The beginning of the novel opens with Claire speaking to a therapist in a mental health facility. Claire’s quite angry and frustrated that women over 40 aren’t seen or heard or valued by society. At one point Claire tells her therapist: “women are condemned—by force or by contempt, to die. That’s a fact, everywhere, all the time: men teach women to die. From north to south, fundamentalist or pornographic, it’s the sole same tyranny. Existing only in their eyes, and dying when they close their eyes.”
This intriguing, intelligent, unique novel is a meditation on age, beauty standards, relationships and mental illness from a feminist perspective. It’s also an examination of online dating. Writer Camille Laurens allows Claire’s story unfold through the eyes of Claire, her therapist and her younger lover. About her lover, Claire shares: “I was used to more intellectual connection with me, I was one of those people who wonder how anyone can live without reading Proust.” Claire’s psychiatrist falls in love with her and this is what he reveals: “She touches me and captivates me, yes, I’m a captive. I want to see her. . . And I like being there for her. I’d like to bandage her wounds. She may be mad after all, in the way we understand the word. Certainly. But it’s the mad who heal us, isn’t it?”
“But most days I can’t see through the pain to the truth.”—All Grown Up
In All Grown Up, Andrea Bern gave up her dreams to be an artist to take a salaried position in advertising. She lives in an apartment in New York. Her friends are getting married and having children. She rotates through lovers. She does drugs. She feels pain while living somewhat messily and unapologetically. She’s in a safe spot professionally and socially which fits her goals and interests. Her work isn’t challenging but it’s steady and consistent. She isn’t committed to any one man and maintains her independence. She’s coping and she’s living a life that makes sense to her. In the meantime, everyone she knows seems to be changing their lives or moving around and doing new things while she remains in the same place doing what she’s pretty much always done. Her brother and sister-in-law move to rural New Hampshire to care for their terminally ill child. Andrea’s mother moves up there to help them leaving Andrea feeling abandoned. This brilliantly written novel features deft characterizations and dark humor.
“I don’t see myself as having anything conventional.

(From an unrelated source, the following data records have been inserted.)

//! Course catalog, enrollment, course pages, materials and assignments

use std::sync::Arc;

use axum::{
    extract::{Multipart, State},
    response::{Html, Response},
    routing::{get, post},
    Form, Router,
};

use lms_core::models::{AssignmentForm, MaterialForm};
use lms_core::Role;

use crate::db::{AssignmentRepo, CourseRepo, EnrollmentRepo, Material, MaterialRepo};
use crate::http::access::{course_member, course_teacher, Membership};
use crate::http::error::ApiError;
use crate::http::extractors::{CurrentUser, InstructorUser, PathIds, StudentUser};
use crate::http::flash;
use crate::http::multipart::MultipartForm;
use crate::session::Flash;
use crate::state::AppState;
use crate::views::{self, courses::CourseView, Page};

/// GET /courses
async fn list_courses(State(state): State<Arc<AppState>>, me: CurrentUser) -> Result<Html<String>, ApiError> {
    let courses = CourseRepo::new(&state.pool);
    let flash = flash::take(&state, Some(me.token)).await;
    let page = Page::new(&me.user, &flash);

    let html = match me.user.role {
        Role::Admin => views::courses::list(&page, "All courses", &courses.list_all().await?, None),
        Role::Instructor => views::courses::list(
            &page,
            "Your courses",
            &courses.list_for_instructor(me.user.id).await?,
            None,
        ),
        Role::Student => {
            let enrolled = EnrollmentRepo::new(&state.pool).course_ids(me.user.id).await?;
            views::courses::list(&page, "Course catalog", &courses.list_all().await?, Some(&enrolled))
        }
    };

    Ok(Html(html))
}

/// POST /courses/{id}/enroll
async fn enroll(
    State(state): State<Arc<AppState>>,
    StudentUser(me): StudentUser,
    PathIds(course_id): PathIds<i64>,
) -> Result<Response, ApiError> {
    let course = CourseRepo::new(&state.pool).get(course_id).await?;
    EnrollmentRepo::new(&state.pool).enroll(course_id, me.user.id).await?;
    tracing::info!(user_id = me.user.id, course_id, "enrolled");

    let flash = Flash::success(format!("Enrolled in {}.", course.code));
    Ok(flash::redirect(&state, Some(me.token), "/courses", flash).await)
}

/// POST /courses/{id}/unenroll
async fn unenroll(
    State(state): State<Arc<AppState>>,
    StudentUser(me): StudentUser,
    PathIds(course_id): PathIds<i64>,
) -> Result<Response, ApiError> {
    let course = CourseRepo::new(&state.pool).get(course_id).await?;
    let removed = EnrollmentRepo::new(&state.pool).unenroll(course_id, me.user.id).await?;

    let flash = if removed {
        tracing::info!(user_id = me.user.id, course_id, "unenrolled");
        Flash::success(format!("Left {}.", course.code))
    } else {
        Flash::info(format!("You were not enrolled in {}.", course.code))
    };
    Ok(flash::redirect(&state, Some(me.token), "/courses", flash).await)
}

/// GET /courses/{id}
async fn course_page(
    State(state): State<Arc<AppState>>,
    me: CurrentUser,
    PathIds(course_id): PathIds<i64>,
) -> Result<Html<String>, ApiError> {
    let (course, membership) = course_member(&state.pool, &me.user, course_id).await?;

    let instructors = CourseRepo::new(&state.pool).instructors(course_id).await?;
    let materials = MaterialRepo::new(&state.pool).list_for_course(course_id).await?;
    let assignments = AssignmentRepo::new(&state.pool);
    let (all, progress) = match membership {
        Membership::Student => (Vec::new(), Some(assignments.list_for_student(course_id, me.user.id).await?)),
        _ => (assignments.list_for_course(course_id).await?, None),
    };

    let view = CourseView {
        course: &course,
        instructors: &instructors,
        materials: &materials,
        assignments: &all,
        progress: progress.as_deref(),
        can_edit: membership == Membership::Teacher,
    };

    let flash = flash::take(&state, Some(me.token)).await;
    Ok(Html(views::courses::detail(&Page::new(&me.user, &flash), &view)))
}

/// Store the attachment first; drop it again if the row cannot be written.
async fn post_material(
    state: &AppState,
    author_id: i64,
    course_id: i64,
    multipart: Multipart,
) -> Result<Material, ApiError> {
    let form = MultipartForm::read(multipart, state.uploads.max_bytes()).await?;
    let material = MaterialForm {
        title: form.text("title").unwrap_or_default(),
        body: form.text("body"),
    }
    .validate()?;

    let stored = match &form.file {
        Some(file) => Some(state.uploads.save(&file.file_name, &file.bytes).await?),
        None => None,
    };

    match MaterialRepo::new(&state.pool)
        .create(course_id, author_id, &material, stored.as_ref())
        .await
    {
        Ok(material) => Ok(material),
        Err(e) => {
            if let Some(stored) = &stored {
                state.uploads.remove(&stored.stored_name).await;
            }
            Err(e.into())
        }
    }
}

/// POST /courses/{id}/materials (multipart: title, body, file)
async fn create_material(
    State(state): State<Arc<AppState>>,
    InstructorUser(me): InstructorUser,
    PathIds(course_id): PathIds<i64>,
    multipart: Multipart,
) -> Result<Response, ApiError> {
    course_teacher(&state.pool, &me.user, course_id).await?;
    let back = format!("/courses/{course_id}");

    let result = post_material(&state, me.user.id, course_id, multipart).await;

    let flash = flash::outcome(result, |material| {
        tracing::info!(user_id = me.user.id, course_id, material_id = material.id, "material posted");
        Flash::success(format!("Posted '{}'.", material.title))
    })?;

    Ok(flash::redirect(&state, Some(me.token), &back, flash).await)
}

/// POST /materials/{id}/delete
async fn delete_material(
    State(state): State<Arc<AppState>>,
    InstructorUser(me): InstructorUser,
    PathIds(material_id): PathIds<i64>,
) -> Result<Response, ApiError> {
    let materials = MaterialRepo::new(&state.pool);
    let material = materials.get(material_id).await?;
    course_teacher(&state.pool, &me.user, material.course_id).await?;

    let deleted = materials.delete(material_id).await?;
    if let Some(stored) = &deleted.stored_name {
        state.uploads.remove(stored).await;
    }
    tracing::info!(user_id = me.user.id, material_id, "material deleted");

    let back = format!("/courses/{}", deleted.course_id);
    let flash = Flash::success(format!("Deleted '{}'.", deleted.title));
    Ok(flash::redirect(&state, Some(me.token), &back, flash).await)
}

/// POST /courses/{id}/assignments
async fn create_assignment(
    State(state): State<Arc<AppState>>,
    InstructorUser(me): InstructorUser,
    PathIds(course_id): PathIds<i64>,
    Form(form): Form<AssignmentForm>,
) -> Result<Response, ApiError> {
    course_teacher(&state.pool, &me.user, course_id).await?;

    let result = match form.validate() {
        Ok(assignment) => AssignmentRepo::new(&state.pool)
            .create(course_id, &assignment)
            .await
            .map_err(ApiError::from),
        Err(e) => Err(e.into()),
    };

    let flash = flash::outcome(result, |assignment| {
        tracing::info!(user_id = me.user.id, course_id, assignment_id = assignment.id, "assignment created");
        Flash::success(format!("Created assignment '{}'.", assignment.title))
    })?;

    let back = format!("/courses/{course_id}");
    Ok(flash::redirect(&state, Some(me.token), &back, flash).await)
}

/// Course routes
pub fn router() -> Router<Arc<AppState>> {
    Router::new()
        .route("/courses", get(list_courses))
        .route("/courses/{id}", get(course_page))
        .route("/courses/{id}/enroll", post(enroll))
        .route("/courses/{id}/unenroll", post(unenroll))
        .route("/courses/{id}/materials", post(create_material))
        .route("/courses/{id}/assignments", post(create_assignment))
        .route("/materials/{id}/delete", post(delete_material))
}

But still I date. I fuck. I see.” She adds: “People architect new lives all the time. I know this because I never see them again or they move to new cities or even just to new neighborhoods or you hate their spouse or their spouse hates you or they start working the night shift or they start training for a marathon or they stop going to bars or they start going to therapy or they realize they don’t like you anymore or they die. It happens constantly. It’s just me. I haven’t built anything new. I’m the one getting left behind.” When Andrea’s friend goes through a divorce: “Then she calls me and she’s crying and we talk for a while about her marriage and while I am sad that my friend is sad, it makes me happier than ever that I’ve never been married and never will be, because marriage sounds like a goddamn job and why would I want another one of those?” And of her sister-in-law in New Hampshire: “Gun racks, Trump lawn signs, and no bookstores. She has to get into a car and drive everywhere.” Andrea also recognizes an alternate reality: “sometimes I cry, too, for who I was as an artist and what my life could have been like if only I had kept going. I weep for my lost identities. I weep for my possibilities.”